Word for word, write out all of the entries that follow.
--- DATASET ENTRIES Enclosed Below ---
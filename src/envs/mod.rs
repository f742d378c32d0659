//! Simulator interface and observation types.
//!
//! The navigation simulator is an external collaborator: the agent only sees the
//! [`Simulator`] verbs and the [`Observation`] fields below.
pub mod toy;

pub use toy::{ToyConfig, ToyWorld};

use serde::{Deserialize, Serialize};

/// Number of discretized views in a panorama (12 headings × 3 elevations).
pub const NUM_VIEWS: usize = 36;
/// Number of discretized headings per elevation level.
pub const VIEWS_PER_LEVEL: usize = 12;

/// A navigable neighbour of the current viewpoint.
#[derive(Debug, Clone, PartialEq, Serialize, Deserialize)]
pub struct Candidate {
    pub viewpoint_id: String,
    /// Discretized view index (`0..36`) that faces this neighbour.
    pub point_id: usize,
    /// Heading relative to the agent (radians).
    pub heading: f64,
    /// Elevation relative to the agent (radians).
    pub elevation: f64,
    /// Index of the neighbour in [`SimState::navigable_locations`] once facing `point_id`.
    pub location_index: usize,
    /// Visual feature of the view towards the neighbour.
    pub feature: Vec<f32>,
}

/// Per-agent, per-step snapshot produced by the simulator.
#[derive(Debug, Clone, PartialEq, Serialize, Deserialize)]
pub struct Observation {
    pub instr_id: String,
    pub scan: String,
    pub viewpoint: String,
    /// Current discretized view index.
    pub view_index: usize,
    pub heading: f64,
    pub elevation: f64,
    /// Raw instruction text.
    pub instructions: String,
    /// Instruction token ids, padded.
    pub instr_encoding: Vec<i64>,
    /// Ordered sub-goal spans of the instruction.
    pub configurations: Vec<String>,
    pub candidate: Vec<Candidate>,
    /// Panoramic visual features, [`NUM_VIEWS`] rows of equal length, row-major.
    pub feature: Vec<f32>,
    /// Geodesic distance to the goal.
    pub distance: f64,
    /// Next viewpoint on the ground-truth path; equals `viewpoint` at the goal.
    pub teacher: String,
}

impl Observation {
    /// Length of each panoramic feature row.
    pub fn feature_size(&self) -> usize {
        self.feature.len() / NUM_VIEWS
    }
}

/// Simulator state of one batch slot.
#[derive(Debug, Clone, PartialEq, Serialize, Deserialize)]
pub struct SimState {
    pub scan: String,
    pub viewpoint: String,
    pub heading: f64,
    pub elevation: f64,
    pub view_index: usize,
    /// Viewpoints reachable with a forward move from the current view.
    /// Index 0 is the current viewpoint.
    pub navigable_locations: Vec<String>,
}

/// A batched navigation simulator with one slot per agent.
pub trait Simulator {
    /// Number of slots.
    fn batch_size(&self) -> usize;

    /// Start the next batch of episodes.
    fn reset(&mut self) -> Vec<Observation>;

    /// Restart iteration over the episodes, optionally in a new order.
    fn reset_epoch(&mut self, shuffle: bool);

    /// Current observation of every slot.
    fn observations(&self) -> Vec<Observation>;

    /// Apply one primitive action in a slot.
    ///
    /// `index` selects a navigable location to move to (0 for no move);
    /// `heading` and `elevation` are turn amounts in discretized view steps.
    fn make_action(&mut self, slot: usize, index: usize, heading: f64, elevation: f64);

    /// Current state of a slot.
    fn state(&self, slot: usize) -> SimState;

    /// Teleport a slot to a viewpoint, keeping its episode.
    fn new_episode(&mut self, slot: usize, scan: &str, viewpoint: &str, heading: f64, elevation: f64);

    /// Shortest path distance between two viewpoints of a scan.
    fn distance(&self, scan: &str, from: &str, to: &str) -> f64;
}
--- End of Enclosed DATASET ENTRIES ---
ANSWER TO THIS EXERCISE:
filename src/envs/mod.rs
repository f742d378c32d0659
//! Simulator interface and observation types.
//!
//! The navigation simulator is an external collaborator: the agent only sees the
//! [`Simulator`] verbs and the [`Observation`] fields below.
pub mod toy;

pub use toy::{ToyConfig, ToyWorld};

use serde::{Deserialize, Serialize};

/// Number of discretized views in a panorama (12 headings × 3 elevations).
pub const NUM_VIEWS: usize = 36;
/// Number of discretized headings per elevation level.
pub const VIEWS_PER_LEVEL: usize = 12;

/// A navigable neighbour of the current viewpoint.
#[derive(Debug, Clone, PartialEq, Serialize, Deserialize)]
pub struct Candidate {
    pub viewpoint_id: String,
    /// Discretized view index (`0..36`) that faces this neighbour.
    pub point_id: usize,
    /// Heading relative to the agent (radians).
    pub heading: f64,
    /// Elevation relative to the agent (radians).
    pub elevation: f64,
    /// Index of the neighbour in [`SimState::navigable_locations`] once facing `point_id`.
    pub location_index: usize,
    /// Visual feature of the view towards the neighbour.
    pub feature: Vec<f32>,
}

/// Per-agent, per-step snapshot produced by the simulator.
#[derive(Debug, Clone, PartialEq, Serialize, Deserialize)]
pub struct Observation {
    pub instr_id: String,
    pub scan: String,
    pub viewpoint: String,
    /// Current discretized view index.
    pub view_index: usize,
    pub heading: f64,
    pub elevation: f64,
    /// Raw instruction text.
    pub instructions: String,
    /// Instruction token ids, padded.
    pub instr_encoding: Vec<i64>,
    /// Ordered sub-goal spans of the instruction.
    pub configurations: Vec<String>,
    pub candidate: Vec<Candidate>,
    /// Panoramic visual features, [`NUM_VIEWS`] rows of equal length, row-major.
    pub feature: Vec<f32>,
    /// Geodesic distance to the goal.
    pub distance: f64,
    /// Next viewpoint on the ground-truth path; equals `viewpoint` at the goal.
    pub teacher: String,
}

impl Observation {
    /// Length of each panoramic feature row.
    pub fn feature_size(&self) -> usize {
        self.feature.len() / NUM_VIEWS
    }
}

/// Simulator state of one batch slot.
#[derive(Debug, Clone, PartialEq, Serialize, Deserialize)]
pub struct SimState {
    pub scan: String,
    pub viewpoint: String,
    pub heading: f64,
    pub elevation: f64,
    pub view_index: usize,
    /// Viewpoints reachable with a forward move from the current view.
    /// Index 0 is the current viewpoint.
    pub navigable_locations: Vec<String>,
}

/// A batched navigation simulator with one slot per agent.
pub trait Simulator {
    /// Number of slots.
    fn batch_size(&self) -> usize;

    /// Start the next batch of episodes.
    fn reset(&mut self) -> Vec<Observation>;

    /// Restart iteration over the episodes, optionally in a new order.
    fn reset_epoch(&mut self, shuffle: bool);

    /// Current observation of every slot.
    fn observations(&self) -> Vec<Observation>;

    /// Apply one primitive action in a slot.
    ///
    /// `index` selects a navigable location to move to (0 for no move);
    /// `heading` and `elevation` are turn amounts in discretized view steps.
    fn make_action(&mut self, slot: usize, index: usize, heading: f64, elevation: f64);

    /// Current state of a slot.
    fn state(&self, slot: usize) -> SimState;

    /// Teleport a slot to a viewpoint, keeping its episode.
    fn new_episode(&mut self, slot: usize, scan: &str, viewpoint: &str, heading: f64, elevation: f64);

    /// Shortest path distance between two viewpoints of a scan.
    fn distance(&self, scan: &str, from: &str, to: &str) -> f64;
}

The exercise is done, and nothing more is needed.